General Motors wants to boost its share of the full-sized sport-utility market with a new lineup of redesigned vehicles. Bruce Aiello, assistant vehicle line executive for full-sized trucks, says there is even more new product to come as GM tries to differentiate among the Chevrolet, GMC and Cadillac truck brands. Staff Reporter Joe Miller interviewed Aiello in August. Edited excerpts follow.
GM has stated it wants to differentiate more between GMC and Chevrolet, and you've accomplished that to a point with the new vehicles. How do you further that in the years to come?
This is the start of what you'd call major differentiation as we move forward. Differentiation will continue to evolve beyond just front-end sheet metal and body-side moldings on the exterior. It will continue to involve more than just cut-and-sew patterns on seat trims and seat cloth. It will also start to grow in terms of content. There will be future content that would be exclusive to Chevrolet. And there will be other content that will be exclusive to GMC, again to match back to what its brand character is.
Can you give any examples?
There are a lot of advancements coming with computer systems, information systems and entertainment systems.
At some point don't you risk losing the commonality that makes production of these vehicles cost-efficient?
Yes and no. The thing is to differentiate where it has meaning. To differentiate wheel lug nuts doesn't have a lot of meaning.

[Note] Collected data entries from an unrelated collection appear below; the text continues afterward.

//! Date parsing helpers shared by import, the partitioner and the delta engine

use chrono::{Datelike, Duration, NaiveDate, NaiveDateTime};

/// Format plus the index of the digit group holding its `%Y` year; that group
/// must be four digits for the format to apply.
const DATE_FORMATS: &[(&str, Option<usize>)] = &[
    ("%Y-%m-%d", Some(0)),     // 2024-01-15
    ("%Y/%m/%d", Some(0)),     // 2024/01/15
    ("%m/%d/%Y", Some(2)),     // 01/15/2024
    ("%m/%d/%y", None),        // 01/15/24
    ("%Y.%m.%d", Some(0)),     // 2024.01.15
    ("%Y年%m月%d日", Some(0)), // 2024年1月15日
];

const DATETIME_FORMATS: &[(&str, Option<usize>)] = &[
    ("%Y-%m-%d %H:%M:%S", Some(0)),
    ("%Y-%m-%dT%H:%M:%S", Some(0)),
    ("%Y-%m-%d %H:%M", Some(0)),
    ("%Y/%m/%d %H:%M:%S", Some(0)),
    ("%Y/%m/%d %H:%M", Some(0)),
    ("%m/%d/%Y %H:%M:%S", Some(2)),
    ("%m/%d/%Y %H:%M", Some(2)),
    ("%m/%d/%y %H:%M", None),
];

/// Length of the `n`-th run of ASCII digits in `s`
fn digit_group_len(s: &str, n: usize) -> usize {
    s.split(|c: char| !c.is_ascii_digit())
        .filter(|g| !g.is_empty())
        .nth(n)
        .map_or(0, str::len)
}

fn year_fits(s: &str, year_group: Option<usize>) -> bool {
    year_group.map_or(true, |n| digit_group_len(s, n) == 4)
}

/// Parse a calendar date in one of the common spreadsheet export formats
pub fn parse_date(s: &str) -> Option<NaiveDate> {
    let s = s.trim();
    if s.is_empty() {
        return None;
    }
    DATE_FORMATS
        .iter()
        .filter(|(_, year)| year_fits(s, *year))
        .find_map(|(fmt, _)| NaiveDate::parse_from_str(s, fmt).ok())
}

/// Parse a date with a time of day
pub fn parse_datetime(s: &str) -> Option<NaiveDateTime> {
    let s = s.trim();
    if s.is_empty() {
        return None;
    }
    DATETIME_FORMATS
        .iter()
        .filter(|(_, year)| year_fits(s, *year))
        .find_map(|(fmt, _)| NaiveDateTime::parse_from_str(s, fmt).ok())
        // Fractional seconds as written by pandas/Excel exports
        .or_else(|| {
            if !year_fits(s, Some(0)) {
                return None;
            }
            NaiveDateTime::parse_from_str(s, "%Y-%m-%d %H:%M:%S%.f").ok()
        })
}

/// Parse a year-month period such as `2024-03`, `2024/03` or `2024年3月`
pub fn parse_year_month(s: &str) -> Option<NaiveDate> {
    let s = s.trim();
    let (year, month) = if let Some(rest) = s.strip_suffix('月') {
        let (y, m) = rest.split_once('年')?;
        (y, m)
    } else {
        s.split_once(['-', '/'])?
    };
    let year: i32 = year.trim().parse().ok()?;
    let month: u32 = month.trim().parse().ok()?;
    // Two-digit or ROC years are not calendar years
    if year < 1000 {
        return None;
    }
    NaiveDate::from_ymd_opt(year, month, 1)
}

/// Monday of the week containing `date`
pub fn week_start(date: NaiveDate) -> NaiveDate {
    date - Duration::days(date.weekday().num_days_from_monday() as i64)
}

/// Every date from `from` to `to`, inclusive
pub fn days_inclusive(from: NaiveDate, to: NaiveDate) -> Vec<NaiveDate> {
    from.iter_days().take_while(|d| *d <= to).collect()
}
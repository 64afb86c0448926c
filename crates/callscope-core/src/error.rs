//! Error types for callscope

use thiserror::Error;

use crate::models::MonthKey;

#[derive(Error, Debug)]
pub enum Error {
    /// The table has fewer columns than the requested operation needs
    #[error("Schema error: {operation} requires at least {required} columns, table has {actual}")]
    Schema {
        operation: &'static str,
        required: usize,
        actual: usize,
    },

    /// A single value could not be turned into a month or date
    #[error("Parse error: {0}")]
    Parse(String),

    #[error("Empty input: {0}")]
    EmptyInput(String),

    #[error("Month not found: {0}")]
    MonthNotFound(MonthKey),

    #[error("Invalid request: {0}")]
    InvalidRequest(String),

    #[error("Config error: {0}")]
    Config(String),

    #[error("CSV parsing error: {0}")]
    Csv(#[from] csv::Error),

    #[error("IO error: {0}")]
    Io(#[from] std::io::Error),

    #[error("JSON error: {0}")]
    Json(#[from] serde_json::Error),
}

impl Error {
    /// True for errors caused by too few columns
    pub fn is_schema(&self) -> bool {
        matches!(self, Self::Schema { .. })
    }
}

pub type Result<T> = std::result::Result<T, Error>;
//! Core command implementations and shared utilities
//!
//! This module contains:
//! - `load_config` - Resolve the analysis config
//! - `load_session` - Read a call-record CSV into a session
//! - `cmd_config` - Show the effective configuration

use std::path::Path;

use anyhow::{Context, Result};
use callscope_core::config::default_config_path;
use callscope_core::{read_table_file, AnalysisConfig, Session, SourceInfo};
use tracing::debug;

use super::print_json;

pub fn load_config(explicit: Option<&Path>) -> Result<AnalysisConfig> {
    AnalysisConfig::load(explicit).context("Failed to load config")
}

/// Read the sheet and partition it by month
pub fn load_session(file: &Path, config: AnalysisConfig) -> Result<(Session, SourceInfo)> {
    let (table, info) = read_table_file(file)
        .with_context(|| format!("Failed to read {}", file.display()))?;
    debug!(
        "Loaded {} ({} rows, {} columns, sha256 {})",
        info.name, info.rows, info.columns, info.content_hash
    );

    let mut session = Session::new(config);
    session.load(table);
    Ok((session, info))
}

pub fn cmd_config(explicit: Option<&Path>, config: &AnalysisConfig, json: bool) -> Result<()> {
    if json {
        return print_json(config);
    }

    let source = match explicit {
        Some(path) => path.display().to_string(),
        None => match default_config_path() {
            Some(path) if path.exists() => path.display().to_string(),
            _ => "built-in defaults".to_string(),
        },
    };

    println!();
    println!("⚙️  Configuration");
    println!("   Source: {}", source);
    println!("   ─────────────────────────────────────────");
    println!("   Columns (zero-based)");
    println!("     period       {:>3}", config.columns.period);
    println!("     event_date   {:>3}", config.columns.event_date);
    println!("     module       {:>3}", config.columns.module);
    println!("     category     {:>3}", config.columns.category);
    println!("   Analysis");
    println!("     top_k        {:>3}", config.top_k);
    println!("     weekly       {}", config.weekly);
    println!("   Display range");
    println!(
        "     percent      {} to {}",
        config.display.min, config.display.max
    );

    Ok(())
}
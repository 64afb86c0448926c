//! Export command implementation

use std::fs::File;
use std::io::{self, BufWriter};
use std::path::Path;

use anyhow::{Context, Result};
use callscope_core::export::{write_table, write_table_json};
use callscope_core::{annotate_months, ExportFormat, Session};

/// Write the loaded sheet with its month_number column
pub fn cmd_export(session: &Session, output: Option<&Path>, format: &str) -> Result<()> {
    let format: ExportFormat = format.parse()?;
    let table = session
        .table()
        .context("No call records loaded")?;
    let annotated = annotate_months(table, session.config().columns.period)
        .context("Failed to add month column")?;

    let write = |writer: Box<dyn io::Write>| -> Result<()> {
        match format {
            ExportFormat::Csv => write_table(writer, &annotated)?,
            ExportFormat::Json => write_table_json(writer, &annotated)?,
        }
        Ok(())
    };

    match output {
        Some(path) => {
            let file = File::create(path)
                .with_context(|| format!("Failed to create {}", path.display()))?;
            write(Box::new(BufWriter::new(file)))?;
            eprintln!(
                "✅ Exported {} rows as {} to {}",
                annotated.len(),
                format.as_str(),
                path.display()
            );
        }
        None => write(Box::new(io::stdout().lock()))?,
    }

    Ok(())
}
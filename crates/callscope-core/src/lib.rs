//! Callscope Core Library
//!
//! Shared functionality for analysing service-call records:
//! - CSV import with typed cells
//! - Month partitioner with pluggable month detection strategies
//! - Category delta engine: ranked changes, daily and weekly trends
//! - Single-month summaries and month-over-month comparisons
//! - Layered analysis config (columns, report size, display range)
//! - Session object holding the loaded table and its partition

pub mod columns;
pub mod config;
pub mod dates;
pub mod delta;
pub mod error;
pub mod export;
pub mod import;
pub mod models;
pub mod partition;
pub mod session;
pub mod summary;

pub use columns::{ColumnLayout, Field};
pub use config::{AnalysisConfig, DisplayRange};
pub use delta::{
    category_counts, compare, daily_series, top_k, weekly_delta_percent,
    UNBOUNDED_WEEKLY_PERCENT,
};
pub use error::{Error, Result};
pub use export::ExportFormat;
pub use import::{read_table, read_table_file, SourceInfo};
pub use models::*;
pub use partition::{
    annotate_months, partition, MonthExtractor, MonthStrategy, Partition, MONTH_COLUMN,
};
pub use session::Session;
pub use summary::{compare_totals, summarize_month};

But to differentiate wheels, that does have a lot of meaning. The GMC multispoked wheel is not a wheel that fits with the Chevrolet brand character. Just little differences like that make you realize that's a different grade vehicle.
How much more profitable is this lineup of sport-utilities than before?
We did reduce parts at the assembly plant level between 25 and 30 percent. We reduced the man hours to build the vehicle through good engineering design practices and design for manufacturability.
Looking at the current Escalade, what do the customers want that they aren't getting with that vehicle?
Differentiation from the Denali. Future Escalades have to be more distinctive and more differentiated in appearance, styling and content. Again in the area of entertainment and information systems, there are a lot of things in the works that might be exclusive to Cadillac for a while. As far as the amenities, they would love to have a sunroof on the vehicle.
Do they want sheet metal that reminds them of a DeVille or Seville?
No. In the clinics we've had, they don't want a vehicle that is nondescript. They don't necessarily want it to look like their Cadillac car, but they don't want it to be so close to somebody else's truck. Sharing (a platform) with the Denali at this point is not a big deal, because the Denali is distinctive enough. But if the Escalade started looking like a Tahoe, that would be almost the same syndrome we had with the Cimarron, and we're not going to make that mistake again.
Distinctiveness of appearance is important, and we have to work that out.